# Watts Floodsafe? Not Very!



## Redwood

For some time I have been posting telling people to avoid Watts Floodsafe supplies for Toilets, Faucets, Icemakers, Dishwashers, and Washing Machines.

I have been posting telling of how I had a customer have one break at the compression connector to the Floodsafe Valve connection point causing a lot of water damage to his home.











The day I did that job I did not have a camera with me to get a picture of the evidence. The Floodsafe Supply was not installed by me as I was already avoiding them because of the nuisance trips that are fairly well known to happen with them. The supply was retained by the customer as evidence.

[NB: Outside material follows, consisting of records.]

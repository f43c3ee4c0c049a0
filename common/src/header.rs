//! Header widgets: signal gauge, inactivity countdown, clock and CPU/memory
//! bars, plus their hover popups.
//!
//! Layout (128 px wide panel, 10 px tall header):
//!
//! | tag       | x   | w  | period                 |
//! |-----------|-----|----|------------------------|
//! | `rssi`    | 0   | 10 | 4200 ms                |
//! | `timer`   | 14  | 8  | `timeout * 1000 / 24`  |
//! | `time`    | 32  | 66 | 1000 ms                |
//! | `cpu_mem` | 116 | 12 | 2100 ms                |
//!
//! Every widget draws what data is available; a missing reading leaves the
//! widget (or that part of it) blank.

use core::fmt::Write;

use heapless::String;

use crate::capabilities::{NetworkMode, SystemMonitor};
use crate::config::COUNTDOWN_STEPS;
use crate::display::Display;
use crate::geometry::{Area, Rect};

/// Header height.
pub const HEADER_HEIGHT: u32 = 10;

pub const SIGNAL_RECT: Rect = Rect::new(0, 0, 10, HEADER_HEIGHT);
pub const COUNTDOWN_RECT: Rect = Rect::new(14, 0, 8, HEADER_HEIGHT);
pub const CLOCK_RECT: Rect = Rect::new(32, 0, 66, HEADER_HEIGHT);
pub const CPU_MEM_RECT: Rect = Rect::new(116, 0, 12, HEADER_HEIGHT);

/// CPU load above this fills its bar.
const CPU_ALERT_PCT: u8 = 90;

/// Memory usage above this fills its bar.
const MEM_ALERT_PCT: u8 = 70;

/// Signal strength mapped to an empty gauge.
const RSSI_MIN_DBM: i32 = -90;

/// Signal strength mapped to a full gauge.
const RSSI_MAX_DBM: i32 = -40;

/// Station MACs listed in the AP hover, index 0..=3.
const MAX_STATIONS: usize = 4;

// =============================================================================
// Countdown
// =============================================================================

/// Inactivity countdown. Expires after [`COUNTDOWN_STEPS`] ticks without a reset.
#[derive(Clone, Copy, PartialEq, Eq, Debug)]
#[cfg_attr(feature = "defmt", derive(defmt::Format))]
pub struct Countdown {
    timeout_s: u32,
    steps_left: u32,
}

impl Countdown {
    pub const fn new(timeout_s: u32) -> Self {
        Self {
            timeout_s,
            steps_left: COUNTDOWN_STEPS,
        }
    }

    #[inline]
    pub const fn timeout_secs(&self) -> u32 { self.timeout_s }

    /// Seconds left before hibernation.
    pub const fn remaining_secs(&self) -> u32 {
        (self.timeout_s as u64 * self.steps_left as u64 / COUNTDOWN_STEPS as u64) as u32
    }

    #[inline]
    pub const fn steps_left(&self) -> u32 { self.steps_left }

    /// Restore the full timeout.
    pub fn reset(&mut self) { self.steps_left = COUNTDOWN_STEPS; }

    /// Advance one step. Returns true on expiry, after which the countdown
    /// is already reset.
    pub fn tick(&mut self) -> bool {
        self.steps_left = self.steps_left.saturating_sub(1);
        if self.steps_left == 0 {
            self.reset();
            return true;
        }
        false
    }
}

/// Draw the remaining time as a bar filling the area line by line.
pub fn draw_countdown(
    display: &mut dyn Display,
    area: Area,
    countdown: &Countdown,
) {
    let Area { x, y, w, h } = area;
    if w == 0 {
        return;
    }
    let view = w * h * countdown.steps_left() / COUNTDOWN_STEPS;
    let complete = view / w;
    let partial = (view - complete * w) as i32;
    for line in 0..h {
        let ly = y + line as i32;
        if line < complete {
            display.line(x, ly, x + w as i32, ly, true);
        } else {
            display.line(x, ly, x + partial, ly, true);
            break;
        }
    }
}

pub fn hover_countdown(
    display: &mut dyn Display,
    area: Area,
    countdown: &Countdown,
) {
    display.text("Power off in", area.x, area.y);
    let mut line: String<16> = String::new();
    write!(line, "{} sec", countdown.remaining_secs()).ok();
    display.text(&line, area.x + 10, area.y + 10);
}

// =============================================================================
// Clock
// =============================================================================

/// `HH:MM:SS`, or `00:00:00` without a time source.
pub fn draw_clock(
    display: &mut dyn Display,
    area: Area,
    monitor: Option<&dyn SystemMonitor>,
) {
    let t = monitor.and_then(|m| m.local_time()).unwrap_or_default();
    let mut line: String<8> = String::new();
    write!(line, "{:02}:{:02}:{:02}", t.hour, t.minute, t.second).ok();
    display.text(&line, area.x, area.y);
}

/// Format an uptime as `Dd HH:MM:SS`.
pub fn format_uptime(secs: u64) -> String<24> {
    let mut out = String::new();
    let days = secs / 86_400;
    let rem = secs % 86_400;
    write!(out, "{}d {:02}:{:02}:{:02}", days, rem / 3600, rem % 3600 / 60, rem % 60).ok();
    out
}

pub fn hover_uptime(
    display: &mut dyn Display,
    area: Area,
    monitor: Option<&dyn SystemMonitor>,
) {
    display.text("Uptime:", area.x, area.y);
    if let Some(secs) = monitor.and_then(|m| m.uptime_secs()) {
        display.text(&format_uptime(secs), area.x + 10, area.y + 10);
    }
}

// =============================================================================
// CPU / Memory
// =============================================================================

/// Bar height for a percentage: `h * pct / 100 + 1`.
#[inline]
const fn bar_height(
    h: u32,
    pct: u8,
) -> u32 {
    let pct = if pct > 100 { 100 } else { pct as u32 };
    h * pct / 100 + 1
}

/// Two vertical bars growing from the bottom: CPU left, memory right.
pub fn draw_cpu_mem(
    display: &mut dyn Display,
    area: Area,
    monitor: Option<&dyn SystemMonitor>,
) {
    let Some(monitor) = monitor else {
        return;
    };
    let Area { x, y, w, h } = area;
    let width = w.saturating_sub(2) / 2;
    let y_base = y + h as i32;
    let spacer = 3;
    if let Some(cpu) = monitor.cpu_load() {
        let bar = bar_height(h, cpu);
        display.rect(x, y_base - bar as i32, width, bar, true, cpu > CPU_ALERT_PCT);
    }
    if let Some(mem) = monitor.memory_load() {
        let bar = bar_height(h, mem);
        display.rect(x + width as i32 + spacer, y_base - bar as i32, width, bar, true, mem > MEM_ALERT_PCT);
    }
}

pub fn hover_cpu_mem(
    display: &mut dyn Display,
    area: Area,
    monitor: Option<&dyn SystemMonitor>,
) {
    let Some(monitor) = monitor else {
        display.text("no metrics", area.x, area.y);
        return;
    };
    let mut line: String<24> = String::new();
    match monitor.cpu_load() {
        Some(cpu) => write!(line, "CPU {cpu}%").ok(),
        None => write!(line, "CPU -").ok(),
    };
    if let Some(t) = monitor.cpu_temperature().filter(|t| *t > 0) {
        write!(line, "  {t}C").ok();
    }
    display.text(&line, area.x, area.y);

    line.clear();
    match monitor.memory_load() {
        Some(mem) => write!(line, "MEM {mem}%").ok(),
        None => write!(line, "MEM -").ok(),
    };
    display.text(&line, area.x, area.y + 10);

    if let Some(kb) = monitor.memory_used_kb() {
        line.clear();
        write!(line, "{kb}kb").ok();
        display.text(&line, area.x + 32, area.y + 20);
    }
}

// =============================================================================
// Signal Strength
// =============================================================================

/// RSSI mapped onto `[0, 10]` tenths of a full gauge, rounded.
pub const fn rssi_tenths(dbm: i32) -> u32 {
    let clamped = if dbm < RSSI_MIN_DBM {
        RSSI_MIN_DBM
    } else if dbm > RSSI_MAX_DBM {
        RSSI_MAX_DBM
    } else {
        dbm
    };
    let span = RSSI_MAX_DBM - RSSI_MIN_DBM;
    (((clamped - RSSI_MIN_DBM) * 10 + span / 2) / span) as u32
}

/// Staircase gauge: longer lines toward the top, filled up to the signal level.
pub fn draw_signal(
    display: &mut dyn Display,
    area: Area,
    monitor: Option<&dyn SystemMonitor>,
) {
    let Some(dbm) = monitor.and_then(|m| m.network()).and_then(|n| n.rssi_dbm) else {
        return;
    };
    let tenths = rssi_tenths(dbm);
    let Area { y, w, h, .. } = area;
    let x = area.x - 1;
    let w = w as i32;
    let h = h as i32;

    display.line(x, y, x + w, y, true);
    let start = y + h - 1;
    let end = y + h * (10 - tenths as i32) / 10;
    if start > 0 {
        let mut row = start;
        while row > end {
            let end_x = x + w.min(w - w * row / start + 1);
            display.line(x, row, end_x, row, true);
            row -= 1;
        }
    }
    display.line(x, y + h - 1, x + 1, y + h - 1, true);
}

pub fn hover_network(
    display: &mut dyn Display,
    area: Area,
    monitor: Option<&dyn SystemMonitor>,
) {
    let Area { x, y, .. } = area;
    let status = monitor.and_then(|m| m.network());
    let mode = status.map_or(NetworkMode::Offline, |s| s.mode);
    let mut line: String<24> = String::new();
    write!(line, "{} mode", mode.label()).ok();
    display.text(&line, x, y);

    match (mode, status.and_then(|s| s.rssi_dbm)) {
        (NetworkMode::Sta, Some(dbm)) => {
            line.clear();
            write!(line, "rssi: {}%", rssi_tenths(dbm) * 10).ok();
            display.text(&line, x + 10, y + 10);
            line.clear();
            write!(line, "{dbm}dBm").ok();
            display.text(&line, x + 50, y + 20);
        }
        (NetworkMode::Ap, _) => {
            let stations = monitor.map(|m| m.stations()).unwrap_or_default();
            for (i, mac) in stations.iter().take(MAX_STATIONS).enumerate() {
                display.text(mac, x, y + 9 + i as i32 * 9);
            }
        }
        _ => {}
    }
}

Recently a person seeing one of my posts on this connection failure E-Mailed me photo's of the same thing happening at his house. A Watts Floodsafe Dishwasher Supply failed at the same connection that I was talking about. The connector was not over tightened, 1/3 of a turn with the wrench and the compression connector was turning by hand, pressure was 70 PSI. the valve just blew apart on it's own flooding the house and causing about $25K in damage maybe higher if the entire wood floor has to come up or, just the kitchen portion.

In his own words, "I think the valve was poorly manufactured or damaged during manufacture. Like I said before, no freeze, no physical damage I could see. Just blew all by itself. Bury Watts all you want, this product is crap."

Here is a picture of the failed connector under the sink.










Here is a picture of the failed connector. Note how the connection between the compression fitting and the safety valve is where the failure occurred. This left the compression fitting on the stop valve spraying water while the safety valve blew off.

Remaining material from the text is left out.